Ellos me tomaron de la mano, me rodearon con su ternura y me fortalecieron para reiniciar la marcha. Me transmitieron su convicción y su esperanza. Fuimos arrinconando la tristeza y de a poco me colmé del valor necesario para continuar en el empeño de regresar.
Entonces, cada vez que un villano deforme o un endrino fantasma quisieron interponerse a mi paso, blandí la refulgente espada forjada con el amor familiar y pronto fueron disuadidos.

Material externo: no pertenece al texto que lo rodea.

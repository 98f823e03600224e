// Sequent - 16-bit Control Engine Simulator
// Copyright (C) 2026 Andrii Shylenko
//
// This software is released under the MIT License.
// See the LICENSE file in the project root for full license information.

pub mod condition;
pub mod config;
pub mod control;
pub mod datapath;
pub mod decoder;
pub mod fsm;
pub mod interrupt;
pub mod memory;
pub mod metrics;
pub mod signals;
pub mod snapshot;

use std::collections::HashSet;
use std::sync::Arc;

pub use config::CoreConfig;
pub use control::ControlWord;
pub use fsm::State;

use condition::Condition;
use control::ControlFlags;
use datapath::{BusActivity, Datapath, StatusFlags, REGISTER_NAMES};
use decoder::{Instruction, REG_PC};
use fsm::{ControlUnit, FsmInputs};
use interrupt::{ArbiterInputs, InterruptArbiter};
use signals::{DigitalLevel, RequestLines};


#[derive(Debug, thiserror::Error)]
pub enum SimulationError {
    #[error("Memory access violation at {0:#x}")]
    MemoryViolation(u64),
    #[error("Invalid control word {0:#010x}")]
    InvalidControlWord(u32),
    #[error("Invalid snapshot: {0}")]
    InvalidSnapshot(String),
}

pub type SimResult<T> = Result<T, SimulationError>;

/// What happened in one clock cycle.
#[derive(Debug, Clone, Copy, PartialEq, Eq)]
pub struct CycleRecord {
    pub cycle: u64,
    /// State during the cycle.
    pub state: State,
    /// State after the edge.
    pub next_state: State,
    /// Registered control word executed by the datapath in this cycle.
    pub ctrl: ControlWord,
    /// PC after the edge.
    pub pc: u16,
    pub bus: BusActivity,
    pub irq_start: bool,
    pub irq_ack: bool,
    pub irq_ret: bool,
    pub irq_pending: u8,
    pub irq_vector: u8,
    pub irq_running: bool,
    pub reset: bool,
}

impl CycleRecord {
    /// FETCH_0 holding because CPUOFF is set.
    pub fn is_sleeping(&self) -> bool {
        self.state == State::Fetch0 && self.next_state == State::Fetch0 && !self.reset
    }
}

/// Trait for observing simulation events in a modular way.
pub trait SimulationObserver: std::fmt::Debug + Send + Sync {
    fn on_simulation_start(&self) {}
    fn on_simulation_stop(&self) {}
    fn on_cycle(&self, _record: &CycleRecord) {}
    /// Called once per decoded instruction with its fetch address.
    fn on_instruction(&self, _pc: u16, _ir: u16) {}
    /// Interrupt entry completed for `vector`.
    fn on_interrupt(&self, _vector: u8) {}
    fn on_interrupt_return(&self) {}
    fn on_memory_write(&self, _addr: u16, _value: u16, _byte: bool) {}
}

/// Trait for controlling the machine in debug mode
pub trait DebugControl {
    fn add_breakpoint(&mut self, addr: u16);
    fn remove_breakpoint(&mut self, addr: u16);
    fn clear_breakpoints(&mut self);

    /// Run until breakpoint or cycle limit
    fn run(&mut self, max_cycles: Option<u64>) -> SimResult<StopReason>;

    /// Run to the next instruction boundary
    fn step_instruction(&mut self) -> SimResult<StopReason>;

    fn read_core_reg(&self, id: u8) -> u16;
    fn write_core_reg(&mut self, id: u8, val: u16);

    fn read_memory(&self, addr: u16, len: usize) -> SimResult<Vec<u8>>;
    fn write_memory(&mut self, addr: u16, data: &[u8]) -> SimResult<()>;

    fn get_pc(&self) -> u16;
    fn set_pc(&mut self, addr: u16);
    fn get_register_names(&self) -> Vec<String>;
    fn get_cycle_count(&self) -> u64;
    fn reset(&mut self) -> SimResult<()>;
}

#[derive(Debug, Clone, Copy, PartialEq, Eq)]
pub enum StopReason {
    Breakpoint(u16),
    StepDone,
    MaxCyclesReached,
}

/// Upper bound for `step_instruction`; covers the longest instruction plus
/// an interrupt entry.
pub const STEP_CYCLE_LIMIT: u64 = 64;

/// Control unit, interrupt arbiter and reference datapath clocked together.
pub struct Machine {
    pub control: ControlUnit,
    pub arbiter: InterruptArbiter,
    pub datapath: Datapath,
    pub lines: RequestLines,
    pub observers: Vec<Arc<dyn SimulationObserver>>,

    // Debug state
    pub breakpoints: HashSet<u16>,
    pub total_cycles: u64,
    pub instructions: u64,
    reset_asserted: bool,
    fetch_address: u16,
    config: CoreConfig,
}
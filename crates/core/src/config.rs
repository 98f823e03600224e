// Sequent - 16-bit Control Engine Simulator
// Copyright (C) 2026 Andrii Shylenko
//
// This software is released under the MIT License.
// See the LICENSE file in the project root for full license information.

use serde::{Deserialize, Serialize};

pub const DEFAULT_BOOT_ADDRESS: u16 = 0xF000;
pub const DEFAULT_VECTOR_BASE: u16 = 0xFFF8;

#[derive(Debug, Clone, PartialEq, Eq, Serialize, Deserialize)]
#[serde(default)]
pub struct CoreConfig {
    /// Program counter value loaded by the reset state.
    pub boot_address: u16,
    /// First of the four handler-address slots.
    pub vector_base: u16,
    pub memory_base: u64,
    pub memory_size: usize,
}

impl Default for CoreConfig {
    fn default() -> Self {
        Self {
            boot_address: DEFAULT_BOOT_ADDRESS,
            vector_base: DEFAULT_VECTOR_BASE,
            memory_base: 0,
            memory_size: 0x1_0000,
        }
    }
}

Finalmente pude volver a casa. Fatigado, con dolores profundos medianamente domesticados en el curso de la aventura, pero también con una alforja que siempre me acompañará, en la que cargo mi propia risa, el amor de mi familia, un rayo de sol, un trozo de cielo azul, un balón de fútbol y dos árboles para hacer una portería, así como un montón de recuerdos maravillosos, que forman parte de un pasado feliz y constituyen inspiración para el ahora y el porvenir.
Sereno después del retorno, me levanté esta mañana y fui hasta el cuarto de los niños. Esperé sin prisas su despertar y recibí con regocijo sus sonrisas y sus abrazos, sus imperfectas palabras primeras y el beso de mi esposa que se sumó al encuentro. Tuve entonces una sensación de gran alivio al constatar que había regresado de un viaje al interior de mi propia oscuridad.